There's Something About Fireflies

As summer nears its unofficial end, at least here in the Mid-Atlantic where I live, I have begun to notice signs that things are about to change. For instance, this morning a dozen or more golden and brown leaves appeared on the hood of my car. The noonday sun doesn’t stand directly overhead anymore and it isn’t quite as intense, either. Goldfinches have begun loping their way through the trees again to feed and nest. Even a few of the neighborhood children, the older ones at least, have begun to fly off to school.

Perhaps the most poignant signal that the season is winding down sounded last night, when I realized the fireflies were starting to disappear. Flitting, delicate acrobats of the twilight, fireflies are a sweet treat of summer worth savoring, like a lime-flavored popsicle on a hot afternoon. They are also fleeting and easy to miss or take for granted, if you don’t pay attention, especially in our busy, day-to-day adult lives.

Catching fireflies (or lightning bugs, as they are sometimes called) with bare hands is a ritual my kids and I like to perform every summer. After dinner, we head out to sit beneath a grove of trees or walk along the woods’ edge and watch the fireflies rise from the grass, leaping up like green sparks from an unseen fire. Usually it’s a catch-and-release activity, but sometimes a few unfortunates wind up in a glass jar on the bedside table. Then later, as the darkness settles in, we’ll sit on the screened-in porch to watch the fireflies make their way up into the tree canopy. There they will socialize, or at least the ones that don’t get eaten as the bats emerge, and twinkle like Christmas lights long into the night.

There is something quite magical about their little trick, what scientists call “bio-luminescence.” It’s a unique, cold-chemical reaction that causes their tail-ends to glow green, flashing on and off at will — and it’s an action that is repeated with heat in the heart of every child who catches one. Having caught hundreds, I’m sure, my kids still get giddy with excitement each time they cup a new one between their small palms.

The pedestrian truth is that fireflies are really just beetles, most about the size of a small paperclip. They don’t last long, living only about 2 months in the summer, once they have matured. And, though they are quite simple to catch by hand, they (and especially their spirit) are hard to capture or illustrate on paper. In pictures on the Internet, for instance, fireflies just look like ordinary bugs. Or worse. Even at their glowing best, fireflies are not loved by the camera.

Dan Zanes does a good job of capturing the childish wonderment that fireflies engender in his song, “Firefly”. I learned to play it on the guitar and sing it to my kids on occasion. But are there many other songs out there that do the same? Not that I could find. The Magnetic Fields recorded “100,000 Fireflies,” a typically funny, cynical love song for them. Alan Jackson has a firefly love song, too, and even Faith Hill titled a recent LP “Fireflies,” but none of these efforts really has anything to do with the eponymous insect.
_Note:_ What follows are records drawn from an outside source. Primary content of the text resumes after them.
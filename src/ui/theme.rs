//! # Theme System
//!
//! Colors for the page, the console tray and the output log categories.
//!
//! ## Built-in Themes
//!
//! - **Catppuccin Mocha** (default)
//! - **Catppuccin Macchiato**
//! - **Catppuccin Frappe**
//! - **Dracula**
//! - **Nord**
//! - **Gruvbox Dark**
//!
//! The theme is chosen by name in the site configuration or with `--theme`.

use crate::ui::output::Category;
use ratatui::style::Color;

/// All colors used by the termfolio TUI, grouped by semantic role.
#[derive(Debug, Clone)]
pub struct Theme {
    /// Human-readable name, as used in the config file.
    pub name: &'static str,

    /// Page and tray background.
    pub bg: Color,
    /// Primary text and `Category::None` entries.
    pub fg: Color,
    /// Placeholder text, hints, unfocused borders.
    pub fg_dim: Color,

    /// Prompt glyph, focused borders, `<code>` runs.
    pub accent: Color,
    /// Background of the selected menu item.
    pub selection_bg: Color,

    // -- Output categories --
    pub system: Color,
    pub command: Color,
    pub error: Color,
    pub success: Color,
}

impl Theme {
    /// Return the list of all built-in themes.
    pub fn all() -> &'static [Theme] {
        &BUILT_IN_THEMES
    }

    /// Find a built-in theme by name (case-insensitive).
    pub fn by_name(name: &str) -> Option<&'static Theme> {
        BUILT_IN_THEMES
            .iter()
            .find(|t| t.name.eq_ignore_ascii_case(name))
    }

    /// Return the default theme (Catppuccin Mocha).
    pub fn default_theme() -> &'static Theme {
        &BUILT_IN_THEMES[0]
    }

    /// Foreground color of an output entry.
    pub fn category_color(&self, category: Category) -> Color {
        match category {
            Category::System => self.system,
            Category::Command => self.command,
            Category::Error => self.error,
            Category::Success => self.success,
            Category::None => self.fg,
        }
    }
}

static BUILT_IN_THEMES: [Theme; 6] = [
    Theme {
        name: "Catppuccin Mocha",
        bg: Color::Rgb(30, 30, 46),             // base
        fg: Color::Rgb(205, 214, 244),          // text
        fg_dim: Color::Rgb(108, 112, 134),      // overlay0
        accent: Color::Rgb(137, 180, 250),      // blue
        selection_bg: Color::Rgb(69, 71, 90),   // surface1
        system: Color::Rgb(148, 226, 213),      // teal
        command: Color::Rgb(249, 226, 175),     // yellow
        error: Color::Rgb(243, 139, 168),       // red
        success: Color::Rgb(166, 227, 161),     // green
    },
    Theme {
        name: "Catppuccin Macchiato",
        bg: Color::Rgb(36, 39, 58),
        fg: Color::Rgb(202, 211, 245),
        fg_dim: Color::Rgb(110, 115, 141),
        accent: Color::Rgb(138, 173, 244),
        selection_bg: Color::Rgb(73, 77, 100),
        system: Color::Rgb(139, 213, 202),
        command: Color::Rgb(238, 212, 159),
        error: Color::Rgb(237, 135, 150),
        success: Color::Rgb(166, 218, 149),
    },
    Theme {
        name: "Catppuccin Frappe",
        bg: Color::Rgb(48, 52, 70),
        fg: Color::Rgb(198, 208, 245),
        fg_dim: Color::Rgb(115, 121, 148),
        accent: Color::Rgb(140, 170, 238),
        selection_bg: Color::Rgb(81, 87, 109),
        system: Color::Rgb(129, 200, 190),
        command: Color::Rgb(229, 200, 144),
        error: Color::Rgb(231, 130, 132),
        success: Color::Rgb(166, 209, 137),
    },
    Theme {
        name: "Dracula",
        bg: Color::Rgb(40, 42, 54),
        fg: Color::Rgb(248, 248, 242),
        fg_dim: Color::Rgb(98, 114, 164),
        accent: Color::Rgb(189, 147, 249), // purple
        selection_bg: Color::Rgb(68, 71, 90),
        system: Color::Rgb(139, 233, 253),
        command: Color::Rgb(241, 250, 140),
        error: Color::Rgb(255, 85, 85),
        success: Color::Rgb(80, 250, 123),
    },
    Theme {
        name: "Nord",
        bg: Color::Rgb(46, 52, 64),
        fg: Color::Rgb(216, 222, 233),
        fg_dim: Color::Rgb(76, 86, 106),
        accent: Color::Rgb(136, 192, 208), // frost
        selection_bg: Color::Rgb(67, 76, 94),
        system: Color::Rgb(129, 161, 193),
        command: Color::Rgb(235, 203, 139),
        error: Color::Rgb(191, 97, 106),
        success: Color::Rgb(163, 190, 140),
    },
    Theme {
        name: "Gruvbox Dark",
        bg: Color::Rgb(40, 40, 40),
        fg: Color::Rgb(235, 219, 178),
        fg_dim: Color::Rgb(146, 131, 116),
        accent: Color::Rgb(254, 128, 25), // orange
        selection_bg: Color::Rgb(80, 73, 69),
        system: Color::Rgb(131, 165, 152),
        command: Color::Rgb(250, 189, 47),
        error: Color::Rgb(251, 73, 52),
        success: Color::Rgb(184, 187, 38),
    },
];

#[cfg(test)]
mod tests {
    use super::*;

    /// Convert a catppuccin color to a ratatui Color via its RGB values.
    fn ctp(color: catppuccin::Color) -> Color {
        Color::Rgb(color.rgb.r, color.rgb.g, color.rgb.b)
    }

    #[test]
    fn test_default_is_mocha() {
        assert_eq!(Theme::default_theme().name, "Catppuccin Mocha");
    }

    #[test]
    fn test_by_name_case_insensitive() {
        assert!(Theme::by_name("catppuccin mocha").is_some());
        assert!(Theme::by_name("NORD").is_some());
        assert!(Theme::by_name("nonexistent").is_none());
    }

    #[test]
    fn test_catppuccin_mocha_matches_palette() {
        let mocha = catppuccin::PALETTE.mocha.colors;
        let theme = Theme::default_theme();
        assert_eq!(theme.bg, ctp(mocha.base));
        assert_eq!(theme.fg, ctp(mocha.text));
        assert_eq!(theme.accent, ctp(mocha.blue));
        assert_eq!(theme.system, ctp(mocha.teal));
        assert_eq!(theme.command, ctp(mocha.yellow));
        assert_eq!(theme.error, ctp(mocha.red));
        assert_eq!(theme.success, ctp(mocha.green));
    }

    #[test]
    fn test_catppuccin_macchiato_matches_palette() {
        let macchiato = catppuccin::PALETTE.macchiato.colors;
        let theme = Theme::by_name("Catppuccin Macchiato").expect("theme exists");
        assert_eq!(theme.bg, ctp(macchiato.base));
        assert_eq!(theme.system, ctp(macchiato.teal));
        assert_eq!(theme.error, ctp(macchiato.red));
    }

    #[test]
    fn test_catppuccin_frappe_matches_palette() {
        let frappe = catppuccin::PALETTE.frappe.colors;
        let theme = Theme::by_name("Catppuccin Frappe").expect("theme exists");
        assert_eq!(theme.bg, ctp(frappe.base));
        assert_eq!(theme.system, ctp(frappe.teal));
        assert_eq!(theme.success, ctp(frappe.green));
    }

    #[test]
    fn test_category_colors() {
        let theme = Theme::default_theme();
        assert_eq!(theme.category_color(Category::Error), theme.error);
        assert_eq!(theme.category_color(Category::None), theme.fg);
        assert_ne!(
            theme.category_color(Category::System),
            theme.category_color(Category::Success)
        );
    }

    #[test]
    fn test_all_themes_have_distinct_names() {
        let names: Vec<&str> = Theme::all().iter().map(|t| t.name).collect();
        let mut unique = names.clone();
        unique.sort_unstable();
        unique.dedup();
        assert_eq!(names.len(), unique.len(), "duplicate theme names found");
    }
}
The Japanese poet Issa wrote 100 or so haiku about his encounters with fireflies. Often joyful (“a flower big / as an umbrella-hat / fly there firefly!”), usually humorous (“blown away / by the horse’s fart / a firefly”), sometimes sad (“do you think my sleeve / is your parent? / fleeing firefly”), Issa’s poems, though written 200 years ago and half a world away, paint a vivid picture that anyone walking on their summer lawn can appreciate. The Web site HaikuGuy has a nice collection that you can search. Eric Carle’s book, “The Very Lonely Firefly,” also captures the universal magic of the experience when a swarm of fireflies literally lights up at the end of the story.

To get to the heart of the real firefly experience, then, you have to have your own close encounter. So go out tonight and watch the remaining fireflies rise up out of the grass or twinkle their way into the treetops. Don’t wait another day. These seasonal tourists won’t stick around much longer and they will not be back until next summer.